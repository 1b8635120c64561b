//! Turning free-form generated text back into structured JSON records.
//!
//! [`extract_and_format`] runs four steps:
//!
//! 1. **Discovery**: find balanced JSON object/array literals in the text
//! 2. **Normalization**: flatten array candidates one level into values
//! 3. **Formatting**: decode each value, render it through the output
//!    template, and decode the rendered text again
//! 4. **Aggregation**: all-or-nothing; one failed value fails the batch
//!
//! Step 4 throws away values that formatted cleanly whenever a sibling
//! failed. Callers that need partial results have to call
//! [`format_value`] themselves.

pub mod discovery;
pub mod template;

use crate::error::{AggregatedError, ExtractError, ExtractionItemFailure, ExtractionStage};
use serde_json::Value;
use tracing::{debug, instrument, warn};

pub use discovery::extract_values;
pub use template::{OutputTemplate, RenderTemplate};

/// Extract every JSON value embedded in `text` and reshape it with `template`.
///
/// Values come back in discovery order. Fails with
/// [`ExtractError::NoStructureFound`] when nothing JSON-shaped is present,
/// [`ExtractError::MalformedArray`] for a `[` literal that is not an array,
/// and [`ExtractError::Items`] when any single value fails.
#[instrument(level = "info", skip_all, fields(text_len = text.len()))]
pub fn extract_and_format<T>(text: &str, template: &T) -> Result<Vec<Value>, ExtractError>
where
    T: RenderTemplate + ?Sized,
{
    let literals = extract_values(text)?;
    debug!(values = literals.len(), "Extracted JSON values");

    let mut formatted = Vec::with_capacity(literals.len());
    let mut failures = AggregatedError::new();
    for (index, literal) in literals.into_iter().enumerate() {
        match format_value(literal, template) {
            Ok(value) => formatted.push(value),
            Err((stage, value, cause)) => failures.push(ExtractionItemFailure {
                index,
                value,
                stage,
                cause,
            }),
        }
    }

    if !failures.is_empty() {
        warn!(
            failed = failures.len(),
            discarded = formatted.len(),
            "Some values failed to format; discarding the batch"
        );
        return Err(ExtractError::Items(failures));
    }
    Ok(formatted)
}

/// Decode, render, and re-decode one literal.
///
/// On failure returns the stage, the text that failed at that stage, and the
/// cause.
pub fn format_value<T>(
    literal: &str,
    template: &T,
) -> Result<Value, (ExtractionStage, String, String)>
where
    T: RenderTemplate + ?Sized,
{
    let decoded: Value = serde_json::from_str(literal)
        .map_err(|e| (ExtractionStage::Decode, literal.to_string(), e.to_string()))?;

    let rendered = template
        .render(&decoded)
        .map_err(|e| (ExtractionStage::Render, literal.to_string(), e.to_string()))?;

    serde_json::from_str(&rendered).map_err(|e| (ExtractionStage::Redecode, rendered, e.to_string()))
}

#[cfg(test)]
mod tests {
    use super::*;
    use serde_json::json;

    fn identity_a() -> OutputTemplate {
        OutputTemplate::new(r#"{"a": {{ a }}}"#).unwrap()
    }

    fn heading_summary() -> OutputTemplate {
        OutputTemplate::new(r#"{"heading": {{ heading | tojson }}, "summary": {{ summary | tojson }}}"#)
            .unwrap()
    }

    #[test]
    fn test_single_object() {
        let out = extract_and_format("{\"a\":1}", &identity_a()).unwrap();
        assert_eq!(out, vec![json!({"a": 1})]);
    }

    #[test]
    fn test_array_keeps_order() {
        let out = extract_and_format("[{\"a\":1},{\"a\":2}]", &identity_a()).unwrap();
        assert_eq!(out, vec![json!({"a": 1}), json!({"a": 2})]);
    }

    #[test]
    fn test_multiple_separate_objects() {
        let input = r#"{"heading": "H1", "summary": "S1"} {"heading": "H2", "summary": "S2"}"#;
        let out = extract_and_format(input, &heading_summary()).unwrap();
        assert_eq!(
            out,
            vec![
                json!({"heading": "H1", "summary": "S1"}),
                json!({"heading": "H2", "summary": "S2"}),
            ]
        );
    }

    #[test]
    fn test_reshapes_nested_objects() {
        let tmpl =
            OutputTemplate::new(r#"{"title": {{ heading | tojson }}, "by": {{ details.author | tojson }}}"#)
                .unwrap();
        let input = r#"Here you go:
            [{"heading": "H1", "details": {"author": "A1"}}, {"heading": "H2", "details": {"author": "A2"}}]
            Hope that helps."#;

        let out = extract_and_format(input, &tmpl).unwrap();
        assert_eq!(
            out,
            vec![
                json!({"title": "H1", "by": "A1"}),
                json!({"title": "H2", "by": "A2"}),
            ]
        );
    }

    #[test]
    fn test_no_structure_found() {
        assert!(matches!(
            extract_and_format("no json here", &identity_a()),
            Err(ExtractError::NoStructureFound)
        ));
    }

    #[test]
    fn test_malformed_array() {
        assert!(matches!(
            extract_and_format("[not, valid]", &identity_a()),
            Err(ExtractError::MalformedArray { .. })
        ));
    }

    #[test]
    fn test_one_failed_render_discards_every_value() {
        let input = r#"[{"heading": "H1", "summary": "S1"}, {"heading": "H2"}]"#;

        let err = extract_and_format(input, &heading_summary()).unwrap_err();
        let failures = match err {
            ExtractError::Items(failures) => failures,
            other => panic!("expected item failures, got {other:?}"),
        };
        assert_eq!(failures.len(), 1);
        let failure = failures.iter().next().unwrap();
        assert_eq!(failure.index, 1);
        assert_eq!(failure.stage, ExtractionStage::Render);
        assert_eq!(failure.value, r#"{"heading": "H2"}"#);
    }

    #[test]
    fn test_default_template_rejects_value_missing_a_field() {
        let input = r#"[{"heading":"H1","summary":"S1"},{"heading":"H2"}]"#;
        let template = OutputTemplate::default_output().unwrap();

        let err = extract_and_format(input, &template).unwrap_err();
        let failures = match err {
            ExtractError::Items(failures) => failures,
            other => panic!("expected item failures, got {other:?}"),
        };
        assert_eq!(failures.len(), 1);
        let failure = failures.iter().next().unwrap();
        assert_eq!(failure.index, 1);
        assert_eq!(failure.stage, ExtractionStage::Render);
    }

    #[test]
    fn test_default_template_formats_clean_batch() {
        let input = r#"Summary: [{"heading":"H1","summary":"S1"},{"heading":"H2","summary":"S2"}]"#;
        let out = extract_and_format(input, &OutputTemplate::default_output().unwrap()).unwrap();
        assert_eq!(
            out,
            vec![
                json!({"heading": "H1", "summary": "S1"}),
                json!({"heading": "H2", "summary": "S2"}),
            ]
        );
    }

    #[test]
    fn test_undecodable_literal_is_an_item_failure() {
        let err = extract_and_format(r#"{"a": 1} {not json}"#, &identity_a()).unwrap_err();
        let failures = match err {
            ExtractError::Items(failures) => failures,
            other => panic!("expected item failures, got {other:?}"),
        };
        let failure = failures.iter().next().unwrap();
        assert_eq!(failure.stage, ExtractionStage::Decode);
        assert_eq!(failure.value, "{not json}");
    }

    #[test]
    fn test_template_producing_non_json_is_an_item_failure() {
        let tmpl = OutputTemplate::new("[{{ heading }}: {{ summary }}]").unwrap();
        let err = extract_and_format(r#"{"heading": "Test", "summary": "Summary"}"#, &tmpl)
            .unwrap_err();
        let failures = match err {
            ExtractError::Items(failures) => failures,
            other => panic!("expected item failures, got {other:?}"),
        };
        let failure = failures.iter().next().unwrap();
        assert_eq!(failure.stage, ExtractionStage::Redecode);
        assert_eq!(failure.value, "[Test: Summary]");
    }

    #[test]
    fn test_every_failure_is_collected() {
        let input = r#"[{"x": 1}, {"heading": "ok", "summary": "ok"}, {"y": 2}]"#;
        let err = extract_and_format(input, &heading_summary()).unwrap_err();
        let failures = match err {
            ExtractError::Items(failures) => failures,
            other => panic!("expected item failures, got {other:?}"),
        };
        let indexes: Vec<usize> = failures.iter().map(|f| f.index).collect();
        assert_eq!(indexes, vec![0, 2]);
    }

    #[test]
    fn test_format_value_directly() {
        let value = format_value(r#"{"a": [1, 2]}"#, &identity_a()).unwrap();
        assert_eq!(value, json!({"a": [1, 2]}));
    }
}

**What you have to do**.
Work through the records above. Copy every line with the string "indexes".

**Written answer**.
        let indexes: Vec<usize> = failures.iter().map(|f| f.index).collect();
        assert_eq!(indexes, vec![0, 2]);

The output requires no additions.